Marc-Uwe Kling の『QualityLand クォリティランド』は、現在のアルゴリズムのはびこるデジタル社会を究極まで推し進めた未来社会の中で Nutzloser(役立たず)のレッテルを貼られている主人公 Peter Arbeitsloser(ペーター・ジョブレス)の幸せでない生活とそこから芽生える反発心をコミカルに描くSF風刺小説です。
しゃべる自動運転車、家のドア、家電、Ohrwurm(耳の虫・耳鳴り)と呼ばれるアシスタント、注文しなくても届く品物、世界観・考え方に合わせて提示されるニュースや広告等々。そこに描かれる近未来の世界は、まさにデジタル化の進む社会が向かっている方向です。

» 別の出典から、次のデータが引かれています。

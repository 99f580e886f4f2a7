//! `medeval`: evaluation metrics and training losses for medical imaging with Burn.
//!
//! The crate covers segmentation (Dice, surface distances, NSD, overlap counts),
//! classification and regression statistics, image synthesis quality measures and the
//! matching differentiable losses. [`LossFunction`] and [`MetricKind`] map the names
//! used in configuration files to their implementations, and
//! [`generate_metrics_dict`] evaluates a whole CSV of predictions.

pub mod config;
pub mod error;
pub mod generate;
pub mod io;
pub mod losses;
pub mod metrics;


#[doc(inline)]
pub use config::{
    Average, ClassLabel, EvaluationConfig, LossOptions, MetricOptions, ModelConfig, ProblemType,
    Reduction,
};
#[doc(inline)]
pub use error::{MedEvalError, MedEvalResult};
#[doc(inline)]
pub use generate::{generate_metrics_dict, MetricsReport};
#[doc(inline)]
pub use io::{read_image, LoadedImage};
#[doc(inline)]
pub use losses::LossFunction;
#[doc(inline)]
pub use metrics::{metrics_for, MetricKind, MetricValue};
//! pilad - the piladb server binary
//!
//! # Examples
//!
//! ```bash
//! # Start server
//! pilad serve --bind 0.0.0.0 --port 1205
//!
//! # Show version
//! pilad version
//! ```

use clap::{Args, Parser, Subcommand};
use piladb::pila::Pila;
use piladb::server::{start_server, ServerConfig};
use std::path::{Path, PathBuf};
use tracing::info;
use tracing_appender::rolling::{RollingFileAppender, Rotation};
use tracing_subscriber::{fmt, prelude::*, EnvFilter};

/// piladb - an in-memory database of stacks
#[derive(Parser, Debug)]
#[command(name = "pilad")]
#[command(version = piladb::VERSION)]
#[command(about = "piladb - an in-memory database of stacks", long_about = None)]
struct Cli {
    #[command(subcommand)]
    command: Commands,

    /// Log directory path
    #[arg(long, global = true, default_value = "logs", env = "PILADB_LOG_DIR")]
    log_dir: PathBuf,

    /// Log level (trace, debug, info, warn, error)
    #[arg(long, global = true, default_value = "info", env = "RUST_LOG")]
    log_level: String,

    /// Disable colored output
    #[arg(long, global = true)]
    no_color: bool,
}

#[derive(Subcommand, Debug)]
enum Commands {
    /// Start the piladb server
    Serve(ServeArgs),

    /// Show server version
    Version,
}

/// Server configuration arguments
#[derive(Args, Debug)]
struct ServeArgs {
    /// HTTP bind address
    #[arg(short, long, default_value = "127.0.0.1", env = "PILADB_BIND")]
    bind: String,

    /// HTTP port
    #[arg(short, long, default_value = "1205", env = "PILADB_PORT")]
    port: u16,

    /// Enable permissive CORS
    #[arg(long)]
    cors: bool,

    /// Request timeout in seconds
    #[arg(long, default_value = "30")]
    timeout: u64,

    /// Maximum request body size (MB)
    #[arg(long, default_value = "10")]
    max_body_size: usize,
}

impl From<ServeArgs> for ServerConfig {
    fn from(args: ServeArgs) -> Self {
        Self {
            http_addr: args.bind,
            http_port: args.port,
            enable_cors: args.cors,
            max_body_size: args.max_body_size * 1024 * 1024,
            timeout_secs: args.timeout,
        }
    }
}

#[tokio::main]
async fn main() -> anyhow::Result<()> {
    let cli = Cli::parse();

    match cli.command {
        Commands::Serve(args) => {
            // Keep the guard alive so buffered log lines are flushed on exit
            let _guard = setup_logging(&cli.log_dir, &cli.log_level, cli.no_color)?;
            serve_command(args).await
        }
        Commands::Version => {
            println!("piladb {}", piladb::VERSION);
            Ok(())
        }
    }
}

/// Setup logging with rolling files and console output
fn setup_logging(
    log_dir: &Path,
    log_level: &str,
    no_color: bool,
) -> anyhow::Result<tracing_appender::non_blocking::WorkerGuard> {
    std::fs::create_dir_all(log_dir)?;

    let file_appender = RollingFileAppender::new(Rotation::DAILY, log_dir, "pilad.log");
    let (file_writer, guard) = tracing_appender::non_blocking(file_appender);

    let log_level = log_level
        .parse::<tracing::Level>()
        .unwrap_or(tracing::Level::INFO);

    tracing_subscriber::registry()
        .with(
            fmt::layer()
                .with_writer(std::io::stdout)
                .with_ansi(!no_color),
        )
        .with(fmt::layer().with_writer(file_writer).with_ansi(false))
        .with(EnvFilter::from_default_env().add_directive(log_level.into()))
        .init();

    Ok(guard)
}

/// Serve command - start the piladb server
async fn serve_command(args: ServeArgs) -> anyhow::Result<()> {
    info!(version = %piladb::VERSION, "piladb starting");

    let pila = Pila::new();
    let config = ServerConfig::from(args);

    start_server(config, pila).await
}
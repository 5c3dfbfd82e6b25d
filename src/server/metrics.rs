//! Prometheus metrics exporter
//!
//! - Operation counters, labeled by operation and outcome
//! - Database and stack gauges, refreshed from a Pila status at scrape time

use prometheus::{Encoder, IntCounterVec, IntGauge, Opts, Registry, TextEncoder};
use tracing::{error, info};

use crate::pila::Status;

lazy_static::lazy_static! {
    /// Global metrics registry
    pub static ref METRICS_REGISTRY: Registry = Registry::new();

    pub static ref OPERATIONS_TOTAL: IntCounterVec = IntCounterVec::new(
        Opts::new("piladb_operations_total", "Total number of piladb operations"),
        &["operation", "status"]
    ).expect("valid operations_total definition");

    pub static ref DATABASES: IntGauge = IntGauge::new(
        "piladb_databases",
        "Number of databases in the Pila"
    ).expect("valid databases definition");

    pub static ref STACKS: IntGauge = IntGauge::new(
        "piladb_stacks",
        "Number of stacks across all databases"
    ).expect("valid stacks definition");
}

/// Initialize metrics registry
pub fn init_metrics() {
    info!("Initializing Prometheus metrics");

    // Registering twice fails harmlessly
    METRICS_REGISTRY.register(Box::new(OPERATIONS_TOTAL.clone())).ok();
    METRICS_REGISTRY.register(Box::new(DATABASES.clone())).ok();
    METRICS_REGISTRY.register(Box::new(STACKS.clone())).ok();
}

/// Record an operation outcome
pub fn record_operation(operation: &str, success: bool) {
    let status = if success { "success" } else { "error" };
    OPERATIONS_TOTAL.with_label_values(&[operation, status]).inc();
}

/// Update gauges from a status snapshot
pub fn refresh(status: &Status) {
    DATABASES.set(status.number_of_databases as i64);
    STACKS.set(status.number_of_stacks() as i64);
}

/// Export all metrics in Prometheus text format
pub fn export_metrics() -> String {
    let encoder = TextEncoder::new();
    let metric_families = METRICS_REGISTRY.gather();

    let mut buffer = Vec::new();
    if let Err(e) = encoder.encode(&metric_families, &mut buffer) {
        error!(error = %e, "Failed to encode metrics");
        return String::from("# Error encoding metrics\n");
    }

    String::from_utf8(buffer).unwrap_or_else(|_| String::from("# Error converting metrics\n"))
}

#[cfg(test)]
mod tests {
    use super::*;
    use crate::pila::DatabaseStatus;

    #[test]
    fn test_init_metrics_is_idempotent() {
        init_metrics();
        init_metrics();
    }

    #[test]
    fn test_record_operation() {
        let before = OPERATIONS_TOTAL.with_label_values(&["push", "success"]).get();
        record_operation("push", true);
        assert!(OPERATIONS_TOTAL.with_label_values(&["push", "success"]).get() > before);
    }

    #[test]
    fn test_refresh_and_export() {
        init_metrics();
        refresh(&Status {
            number_of_databases: 1,
            databases: vec![DatabaseStatus {
                id: "d".to_string(),
                name: "db".to_string(),
                number_of_stacks: 4,
            }],
        });

        let output = export_metrics();
        assert!(output.contains("piladb_databases"));
        assert!(output.contains("piladb_stacks"));
    }
}
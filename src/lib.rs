// piladb - Rust Implementation
// An in-memory database of LIFO stacks, served over HTTP

#![warn(rust_2018_idioms)]

pub mod pila;
pub mod server;

// Re-exports for convenience
pub use pila::{Database, DatabaseId, Pila, Stack, StackId, Status, Value};

/// piladb error types
pub mod error {
    use thiserror::Error;

    #[derive(Error, Debug, Clone, PartialEq, Eq)]
    pub enum Error {
        /// The entity already has an owner and must be detached first.
        #[error("{entity} already added to a {owner}")]
        AlreadyOwned {
            entity: &'static str,
            owner: &'static str,
        },

        /// The container already holds an entity under the same identifier.
        #[error("{owner} already contains {entity} {id}")]
        AlreadyRegistered {
            owner: &'static str,
            entity: &'static str,
            id: String,
        },

        #[error("Invalid identifier: {0}")]
        InvalidIdentifier(String),

        #[error("Serialization error: {0}")]
        Serialization(String),
    }

    impl From<serde_json::Error> for Error {
        fn from(err: serde_json::Error) -> Self {
            Error::Serialization(err.to_string())
        }
    }

    pub type Result<T> = std::result::Result<T, Error>;
}

/// Version information
pub const VERSION: &str = env!("CARGO_PKG_VERSION");

#[cfg(test)]
mod tests {
    use super::error::Error;

    #[test]
    fn test_error_messages() {
        let owned = Error::AlreadyOwned {
            entity: "database",
            owner: "pila",
        };
        assert_eq!(owned.to_string(), "database already added to a pila");

        let registered = Error::AlreadyRegistered {
            owner: "pila",
            entity: "database",
            id: "abc".to_string(),
        };
        assert_eq!(registered.to_string(), "pila already contains database abc");
    }
}
//! LIFO stacks of opaque values.

use parking_lot::Mutex;
use std::sync::{Arc, Weak};

use super::status::StackStatus;
use super::{Database, StackId, Value};

/// A named LIFO sequence of values.
///
/// The element sequence and the back-reference to the owning [`Database`]
/// share one lock. The back-reference is weak: a stack never keeps its
/// database alive.
#[derive(Debug)]
pub struct Stack {
    id: StackId,
    name: String,
    inner: Mutex<StackInner>,
}

#[derive(Debug, Default)]
struct StackInner {
    // top of the stack is the end of the vec
    elements: Vec<Value>,
    database: Option<Weak<Database>>,
}

impl Stack {
    /// Creates a detached, empty stack with a fresh identifier.
    pub fn new(name: impl Into<String>) -> Arc<Self> {
        Self::with_id(StackId::new(), name)
    }

    pub(crate) fn with_id(id: StackId, name: impl Into<String>) -> Arc<Self> {
        Arc::new(Self {
            id,
            name: name.into(),
            inner: Mutex::new(StackInner::default()),
        })
    }

    pub fn id(&self) -> StackId {
        self.id
    }

    pub fn name(&self) -> &str {
        &self.name
    }

    /// Pushes a value onto the top of the stack.
    pub fn push(&self, value: impl Into<Value>) {
        self.inner.lock().elements.push(value.into());
    }

    /// Removes and returns the top value, or `None` if the stack is empty.
    pub fn pop(&self) -> Option<Value> {
        self.inner.lock().elements.pop()
    }

    /// Returns a copy of the top value without removing it.
    pub fn peek(&self) -> Option<Value> {
        self.inner.lock().elements.last().cloned()
    }

    pub fn size(&self) -> usize {
        self.inner.lock().elements.len()
    }

    pub fn is_empty(&self) -> bool {
        self.inner.lock().elements.is_empty()
    }

    /// Drops every element.
    pub fn flush(&self) {
        self.inner.lock().elements.clear();
    }

    /// Returns the owning database, if the stack is attached to a live one.
    pub fn database(&self) -> Option<Arc<Database>> {
        self.inner.lock().database.as_ref().and_then(Weak::upgrade)
    }

    pub fn is_attached(&self) -> bool {
        Self::owned(&self.inner.lock())
    }

    pub fn status(&self) -> StackStatus {
        let inner = self.inner.lock();
        StackStatus {
            id: self.id.to_string(),
            name: self.name.clone(),
            peek: inner.elements.last().cloned().unwrap_or_default(),
            size: inner.elements.len(),
        }
    }

    /// Sets the back-reference unless the stack is already owned.
    /// Returns `false` when it was owned.
    pub(super) fn try_attach(&self, database: Weak<Database>) -> bool {
        let mut inner = self.inner.lock();
        if Self::owned(&inner) {
            return false;
        }
        inner.database = Some(database);
        true
    }

    pub(super) fn detach(&self) {
        self.inner.lock().database = None;
    }

    // A back-reference to a database that no longer exists does not count.
    fn owned(inner: &StackInner) -> bool {
        inner
            .database
            .as_ref()
            .is_some_and(|db| db.strong_count() > 0)
    }
}

#[cfg(test)]
mod tests {
    use super::*;

    #[test]
    fn test_lifo_order() {
        let stack = Stack::new("lifo");
        let values: Vec<Value> = vec![1.into(), "two".into(), true.into(), Value::Null];
        for v in &values {
            stack.push(v.clone());
        }

        for expected in values.iter().rev() {
            assert_eq!(stack.pop().as_ref(), Some(expected));
        }
        assert_eq!(stack.pop(), None);
    }

    #[test]
    fn test_size_tracks_pushes_and_pops() {
        let stack = Stack::new("size");
        for i in 0..7 {
            stack.push(i);
        }
        stack.pop();
        stack.pop();
        assert_eq!(stack.size(), 5);
    }

    #[test]
    fn test_peek_does_not_mutate() {
        let stack = Stack::new("peek");
        assert_eq!(stack.peek(), None);

        stack.push("top");
        assert_eq!(stack.peek(), Some(Value::from("top")));
        assert_eq!(stack.peek(), Some(Value::from("top")));
        assert_eq!(stack.size(), 1);
    }

    #[test]
    fn test_pop_on_empty_is_not_an_error() {
        let stack = Stack::new("empty");
        assert_eq!(stack.pop(), None);
        assert!(stack.is_empty());
    }

    #[test]
    fn test_flush() {
        let stack = Stack::new("flush");
        stack.push(1);
        stack.push(2);
        stack.flush();
        assert_eq!(stack.size(), 0);
        assert_eq!(stack.peek(), None);
    }

    #[test]
    fn test_status_reports_top_and_size() {
        let stack = Stack::new("status");
        assert_eq!(stack.status().peek, Value::Null);

        stack.push("a");
        stack.push("b");
        let status = stack.status();
        assert_eq!(status.id, stack.id().to_string());
        assert_eq!(status.name, "status");
        assert_eq!(status.peek, Value::from("b"));
        assert_eq!(status.size, 2);
    }

    #[test]
    fn test_new_stack_is_detached() {
        let stack = Stack::new("detached");
        assert!(!stack.is_attached());
        assert!(stack.database().is_none());
    }
}
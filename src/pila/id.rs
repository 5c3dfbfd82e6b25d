//! Identifiers for databases and stacks.
//!
//! Every database and stack is identified by a random 128-bit UUID. The
//! string rendering is the canonical hyphenated form, which is also what the
//! HTTP layer receives as a path parameter and parses back.

use serde::{Deserialize, Serialize};
use std::fmt;
use std::str::FromStr;
use uuid::Uuid;

use crate::error::{Error, Result};

/// A unique identifier for a database.
///
/// # Examples
///
/// ```rust
/// use piladb::pila::DatabaseId;
///
/// let id = DatabaseId::new();
/// let parsed: DatabaseId = id.to_string().parse().unwrap();
/// assert_eq!(id, parsed);
/// ```
#[derive(Debug, Clone, Copy, PartialEq, Eq, Hash, PartialOrd, Ord, Serialize, Deserialize)]
pub struct DatabaseId(Uuid);

impl DatabaseId {
    /// Creates a new random database ID using UUIDv4.
    pub fn new() -> Self {
        Self(Uuid::new_v4())
    }

    /// Returns the underlying UUID.
    pub fn as_uuid(&self) -> Uuid {
        self.0
    }
}

impl fmt::Display for DatabaseId {
    fn fmt(&self, f: &mut fmt::Formatter<'_>) -> fmt::Result {
        write!(f, "{}", self.0)
    }
}

impl FromStr for DatabaseId {
    type Err = Error;

    fn from_str(s: &str) -> Result<Self> {
        Uuid::parse_str(s)
            .map(Self)
            .map_err(|_| Error::InvalidIdentifier(s.to_string()))
    }
}

impl Default for DatabaseId {
    fn default() -> Self {
        Self::new()
    }
}

/// A unique identifier for a stack within a database.
#[derive(Debug, Clone, Copy, PartialEq, Eq, Hash, PartialOrd, Ord, Serialize, Deserialize)]
pub struct StackId(Uuid);

impl StackId {
    /// Creates a new random stack ID using UUIDv4.
    pub fn new() -> Self {
        Self(Uuid::new_v4())
    }

    pub fn as_uuid(&self) -> Uuid {
        self.0
    }
}

impl fmt::Display for StackId {
    fn fmt(&self, f: &mut fmt::Formatter<'_>) -> fmt::Result {
        write!(f, "{}", self.0)
    }
}

impl FromStr for StackId {
    type Err = Error;

    fn from_str(s: &str) -> Result<Self> {
        Uuid::parse_str(s)
            .map(Self)
            .map_err(|_| Error::InvalidIdentifier(s.to_string()))
    }
}

impl Default for StackId {
    fn default() -> Self {
        Self::new()
    }
}

#[cfg(test)]
mod tests {
    use super::*;
    use std::collections::HashSet;

    #[test]
    fn test_generated_ids_are_unique() {
        let rendered: HashSet<String> = (0..10_000).map(|_| DatabaseId::new().to_string()).collect();
        assert_eq!(rendered.len(), 10_000);

        let rendered: HashSet<String> = (0..10_000).map(|_| StackId::new().to_string()).collect();
        assert_eq!(rendered.len(), 10_000);
    }

    #[test]
    fn test_equality_follows_rendering() {
        let id = StackId::new();
        let parsed: StackId = id.to_string().parse().unwrap();
        assert_eq!(id, parsed);
        assert_eq!(id.to_string(), parsed.to_string());
        assert_eq!(id.as_uuid().get_version_num(), 4);
    }

    #[test]
    fn test_parse_rejects_garbage() {
        let err = "not-a-uuid".parse::<DatabaseId>().unwrap_err();
        assert_eq!(err, Error::InvalidIdentifier("not-a-uuid".to_string()));
    }
}
//! The in-memory data model.
//!
//! # Overview
//!
//! piladb organizes data in a three-level hierarchy:
//! ```text
//! Pila (DatabaseId → Database)
//!   └─→ Database (StackId → Stack)
//!        └─→ Stack (LIFO sequence of Values)
//! ```
//!
//! Ownership flows top-down through `Arc`s held in each container's map.
//! Children point back at their owner through a `Weak`, which is only used
//! to validate attach/detach and to navigate upwards.
//!
//! # Locking
//!
//! Every container has one `parking_lot::Mutex` guarding its collection and
//! its back-reference. Operations that touch a parent and a child always
//! lock the parent first. [`Pila::status`] holds the Pila lock for the whole
//! traversal and locks each database in turn, so adding or removing a
//! database is never half-visible in a snapshot. Stack counts are consistent
//! per database.
//!
//! # Examples
//!
//! ```rust
//! use piladb::pila::Pila;
//!
//! let pila = Pila::new();
//! let db_id = pila.create_database("app");
//! let db = pila.get_database(db_id).unwrap();
//!
//! let stack_id = db.create_stack("jobs");
//! let stack = db.get_stack(stack_id).unwrap();
//! stack.push("first");
//! stack.push("second");
//! assert_eq!(stack.pop().unwrap().as_str(), Some("second"));
//! ```

pub mod database;
pub mod id;
pub mod stack;
pub mod status;
pub mod value;

pub use database::Database;
pub use id::{DatabaseId, StackId};
pub use stack::Stack;
pub use status::{DatabaseStatus, StackStatus, StacksStatus, Status};
pub use value::Value;

use parking_lot::Mutex;
use std::collections::HashMap;
use std::sync::{Arc, Weak};
use tracing::debug;

use crate::error::{Error, Result};

/// The root registry of databases.
///
/// A `Pila` is constructed explicitly and passed to whoever needs it; there
/// is no process-wide global.
#[derive(Debug)]
pub struct Pila {
    this: Weak<Pila>,
    databases: Mutex<HashMap<DatabaseId, Arc<Database>>>,
}

impl Pila {
    /// Returns a blank Pila.
    pub fn new() -> Arc<Self> {
        Arc::new_cyclic(|this| Self {
            this: this.clone(),
            databases: Mutex::new(HashMap::new()),
        })
    }

    /// Creates a database owned by this Pila and returns its identifier.
    ///
    /// Names are not required to be unique; two databases may share one.
    pub fn create_database(&self, name: &str) -> DatabaseId {
        let mut databases = self.databases.lock();
        let db = loop {
            let db = Database::new(name);
            if !databases.contains_key(&db.id()) {
                break db;
            }
        };
        db.try_attach(self.this.clone());

        let id = db.id();
        databases.insert(id, db);
        debug!(database = %id, name, "Database created");
        id
    }

    /// Registers an existing database.
    ///
    /// Fails with [`Error::AlreadyOwned`] if the database is attached to a
    /// Pila (this one included), and with [`Error::AlreadyRegistered`] if
    /// its identifier is already taken here.
    pub fn add_database(&self, db: Arc<Database>) -> Result<()> {
        let mut databases = self.databases.lock();
        if db.is_attached() {
            return Err(Error::AlreadyOwned {
                entity: "database",
                owner: "pila",
            });
        }
        if databases.contains_key(&db.id()) {
            return Err(Error::AlreadyRegistered {
                owner: "pila",
                entity: "database",
                id: db.id().to_string(),
            });
        }
        if !db.try_attach(self.this.clone()) {
            return Err(Error::AlreadyOwned {
                entity: "database",
                owner: "pila",
            });
        }

        databases.insert(db.id(), db);
        Ok(())
    }

    /// Detaches and unregisters a database. Returns `false` if it is unknown.
    pub fn remove_database(&self, id: DatabaseId) -> bool {
        let mut databases = self.databases.lock();
        match databases.remove(&id) {
            Some(db) => {
                db.detach();
                debug!(database = %id, "Database removed");
                true
            }
            None => false,
        }
    }

    pub fn get_database(&self, id: DatabaseId) -> Option<Arc<Database>> {
        self.databases.lock().get(&id).cloned()
    }

    pub fn number_of_databases(&self) -> usize {
        self.databases.lock().len()
    }

    /// Summarizes every database.
    ///
    /// The Pila lock is held for the full traversal. The order of
    /// `databases` in the result is unspecified.
    pub fn status(&self) -> Status {
        let databases = self.databases.lock();
        Status {
            number_of_databases: databases.len(),
            databases: databases.values().map(|db| db.status()).collect(),
        }
    }
}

このようなIoTを極めた世界を描き出すことで様々な社会批判が可能だと思いますが、マルク=ウヴェ・クリングはコメディアンとしての才能を遺憾なく発揮してすべてを不条理で滑稽な「ふざける」方向に振り切り読者を笑わせます。
Peter Arbeitsloserはある日世界で一番人気のある通販会社TheShopからピンク色のイルカ型バイブレーターを受け取り、なぜそんなものが配達されたのか理由もわからず、使い道もないので返品を試みたものの、TheShop側は「システムは間違わない」という頑なな態度を貫き、一切返品を受け付けません。そこで一般人であれば諦めて商品を捨てるなり人にあげるなりして処分してしまうでしょうが、彼は諦めずに何とか返品して、TheShopのシステムの間違いを認めさせようとします。
一方でクォリティランド大統領の予想死期が迫っていたため、大統領選挙の準備が進められているのですが、候補者の一人は差別主義者のコック、対立候補は何とアンドロイド。
アンドロイドの John of Us は選挙運動でベーシックインカムの導入や富裕層に対する増税などインテリな左派政治家を彷彿とさせる政策をとうとうと説き、論理的にまともなことを言うほど世論調査での支持率が下がっていく事態に直面します。オルタナティブファクトやフェイクニュースに影響されるネット住民の行動原理そのままですね。
また、John of Us の属する政党 Fortschrittspartei(進歩党)の党員である Martyn Vorstand の私生活も描かれます。子どものために買ったなぜか4種の武術をこなせる子守ロボット、妊娠中の妻に付き添って検診に行き、生まれてくる娘の未来予想図が提示され、遺伝子操作を勧められるなど怖くて笑えないシーンもあります。
主にこの3つのラインが交互に語られ、少しずつ絡んでいき、クライマックスですべてが1つの事件に収束していくストーリー構成です。
しゃべるカンガルー(なぜか共産主義者)の登場する『Die Känguru Chroniken カンガルークロニクル』も不条理で可笑しかったですが、こちらは2000年代のドイツの情勢に詳しくないと分からない部分も多いのに対して、『QualityLand クォリティランド』の方はGAFAが支配的な社会の住人であれば理解または想像できる世界で展開されるストーリーなので日本人にもとっつきやすい内容です。
邦訳も出ていますが、B2程度のドイツ語力があれば原文も何とか読めると思います。
不条理なドタバタが一体どこへ行きつくのか気になって、どんどん読み進められるのではないでしょうか。
続編『QualityLand 2.0』もあります。これから読むつもりです。読了したらまたここで感想などを書こうと思っています。
2.0の方は未邦訳のようですね。